The Memoirs of Tessa Gray
by And Straight On 'Til Morning
Summary: A collection of scenes from Tessa Gray's life after her best friend, Will Herondale, dies from cancer. "Life is a book, and there are a thousand pages that I have not yet read." AU. Romance/Tragedy. [Will/Tessa]


This was mostly just written to assist me in getting over a major writer's block. I'm fairly happy with the way it turned out, so review?
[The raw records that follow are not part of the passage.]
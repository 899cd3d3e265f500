//! User interface and presentation
//!
//! Presenters own every piece of narration text, keeping wording out of
//! the game engine.

pub mod presenters;
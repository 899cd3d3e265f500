use super::card::Card;
use super::constants::{Family, Role};

/// The cards held by one player. Order carries no meaning.
#[derive(Debug, Clone, Default, PartialEq, Eq)]
pub struct Hand {
    cards: Vec<Card>,
}

impl Hand {
    pub fn new() -> Self {
        Self::default()
    }

    pub fn add_card(&mut self, card: Card) {
        self.cards.push(card);
    }

    pub fn has_card(&self, family: Family, role: Role) -> bool {
        self.find_card(family, role).is_some()
    }

    pub fn find_card(&self, family: Family, role: Role) -> Option<Card> {
        self.cards.iter().copied().find(|c| c.matches(family, role))
    }

    /// Remove the card equal to `card`. Returns false if it was not held.
    pub fn remove_card(&mut self, card: &Card) -> bool {
        match self.cards.iter().position(|c| c == card) {
            Some(index) => {
                self.cards.swap_remove(index);
                true
            }
            None => false,
        }
    }

    pub fn count_family(&self, family: Family) -> usize {
        self.cards.iter().filter(|c| c.family() == family).count()
    }

    /// True when every role of `family` is in the hand.
    pub fn has_complete_family(&self, family: Family) -> bool {
        Role::ALL.iter().all(|&role| self.has_card(family, role))
    }

    /// Remove and return every card of `family`.
    pub fn remove_family(&mut self, family: Family) -> Vec<Card> {
        let (removed, kept): (Vec<Card>, Vec<Card>) = std::mem::take(&mut self.cards)
            .into_iter()
            .partition(|c| c.family() == family);
        self.cards = kept;
        removed
    }

    pub fn len(&self) -> usize {
        self.cards.len()
    }

    pub fn is_empty(&self) -> bool {
        self.cards.is_empty()
    }

    pub fn cards(&self) -> &[Card] {
        &self.cards
    }
}

#[derive(Debug, Clone, PartialEq, Eq)]
pub struct Player {
    name: String,
    hand: Hand,
    /// Cards of the families this player has laid down, in the order collected.
    collected: Vec<Card>,
}

impl Player {
    pub fn new(name: impl Into<String>) -> Self {
        Player {
            name: name.into(),
            hand: Hand::new(),
            collected: Vec::new(),
        }
    }

    pub fn name(&self) -> &str {
        &self.name
    }

    pub fn hand(&self) -> &Hand {
        &self.hand
    }

    pub fn hand_mut(&mut self) -> &mut Hand {
        &mut self.hand
    }

    pub fn add_card(&mut self, card: Card) {
        self.hand.add_card(card);
    }

    /// Move every card of `family` from the hand to the collected pile.
    /// Returns how many cards moved.
    pub fn lay_down_family(&mut self, family: Family) -> usize {
        let cards = self.hand.remove_family(family);
        let moved = cards.len();
        self.collected.extend(cards);
        moved
    }

    pub fn collected(&self) -> &[Card] {
        &self.collected
    }

    /// Families laid down so far.
    pub fn families(&self) -> Vec<Family> {
        let mut families: Vec<Family> = Vec::new();
        for card in &self.collected {
            if !families.contains(&card.family()) {
                families.push(card.family());
            }
        }
        families
    }

    /// Cards held plus cards laid down.
    pub fn card_count(&self) -> usize {
        self.hand.len() + self.collected.len()
    }
}

#[cfg(test)]
mod tests {
    use super::*;

    fn hand_of(cards: &[(Family, Role)]) -> Hand {
        let mut hand = Hand::new();
        for &(family, role) in cards {
            hand.add_card(Card::new(family, role));
        }
        hand
    }

    #[test]
    fn has_and_find_card() {
        let hand = hand_of(&[(Family::Bun, Role::Son), (Family::Chip, Role::Mother)]);
        assert!(hand.has_card(Family::Bun, Role::Son));
        assert!(!hand.has_card(Family::Bun, Role::Father));
        assert_eq!(
            hand.find_card(Family::Chip, Role::Mother),
            Some(Card::new(Family::Chip, Role::Mother))
        );
        assert_eq!(hand.find_card(Family::Chip, Role::Son), None);
    }

    #[test]
    fn remove_card_by_value() {
        let mut hand = hand_of(&[(Family::Bun, Role::Son), (Family::Chip, Role::Mother)]);
        assert!(hand.remove_card(&Card::new(Family::Bun, Role::Son)));
        assert_eq!(hand.len(), 1);
        assert!(!hand.has_card(Family::Bun, Role::Son));
        assert!(!hand.remove_card(&Card::new(Family::Bun, Role::Son)));
        assert_eq!(hand.len(), 1);
    }

    #[test]
    fn count_and_remove_family() {
        let mut hand = hand_of(&[
            (Family::Dip, Role::Father),
            (Family::Dip, Role::Mother),
            (Family::Tape, Role::Son),
            (Family::Dip, Role::Daughter),
        ]);
        assert_eq!(hand.count_family(Family::Dip), 3);
        assert_eq!(hand.count_family(Family::Soot), 0);
        assert!(!hand.has_complete_family(Family::Dip));

        hand.add_card(Card::new(Family::Dip, Role::Son));
        assert!(hand.has_complete_family(Family::Dip));
        assert_eq!(hand.count_family(Family::Dip), 4);

        assert_eq!(hand.remove_family(Family::Dip).len(), 4);
        assert_eq!(hand.cards(), &[Card::new(Family::Tape, Role::Son)]);
        assert!(hand.remove_family(Family::Dip).is_empty());
    }

    #[test]
    fn player_starts_with_empty_hand() {
        let mut player = Player::new("Player 1");
        assert_eq!(player.name(), "Player 1");
        assert!(player.hand().is_empty());

        player.add_card(Card::new(Family::Pots, Role::Father));
        assert_eq!(player.hand().len(), 1);
        assert!(player.families().is_empty());
    }

    #[test]
    fn laying_down_a_family_keeps_the_cards() {
        let mut player = Player::new("Player 2");
        for role in Role::ALL {
            player.add_card(Card::new(Family::Soot, role));
        }
        player.add_card(Card::new(Family::Chip, Role::Son));

        assert_eq!(player.lay_down_family(Family::Soot), 4);
        assert_eq!(player.hand().cards(), &[Card::new(Family::Chip, Role::Son)]);
        assert_eq!(player.collected().len(), 4);
        assert_eq!(player.families(), vec![Family::Soot]);
        assert_eq!(player.card_count(), 5);
    }
}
**WARNING:** There is hinting to Jessa, but this mostly focuses around Will and Tessa. So it's mainly Wessa. And there's a one(?) swear word, I believe.

**DISCLAIMER:** I do not own _The Fault In Our Stars_ (There are several quotes from that book), _Phantom of the Opera, Alice and Wonderland, _or _Les Misérables_. I also do not own The Infernal Devices or the Herondale boys, sadly. ): we can wish, I guess.

* * *

**The Memoirs of Tessa Gray**

I remember when I was thirteen I had a conversation with my best friend. I had told him I was sick (as in a cold), and said I was dying, the usual dramatic teenage phrase. A thought occurred to me: _what if I actually died?_ So I asked him.

My best friend, Will, replied in the text message: _Do you want fiction or the brutal truth?_

_Brutal truth,_ I answered, curious.

_I'd shrug it off, and act like it didn't affect me._

A pang of hurt had shot through my heart then. I shut my phone's screen off, and curled into a ball, wondering. I knew he was rude to other people, but I was his best friend and that was several miles past rude, and onto Spiteful City. I guess he'd say something like that. Sometimes, Will acted as if everything was funny, yet he never laughed. He enjoyed to hurt people; I just never thought I'd end up to be one of them... At least not like that.

It was a while before the screen lit up again a long, extended message flashing below his name,_ Will H._

Out of morbid curiosity, I swiped my thumb across the screen to read the message then swiping my thumb below my eye for any tears. None were there.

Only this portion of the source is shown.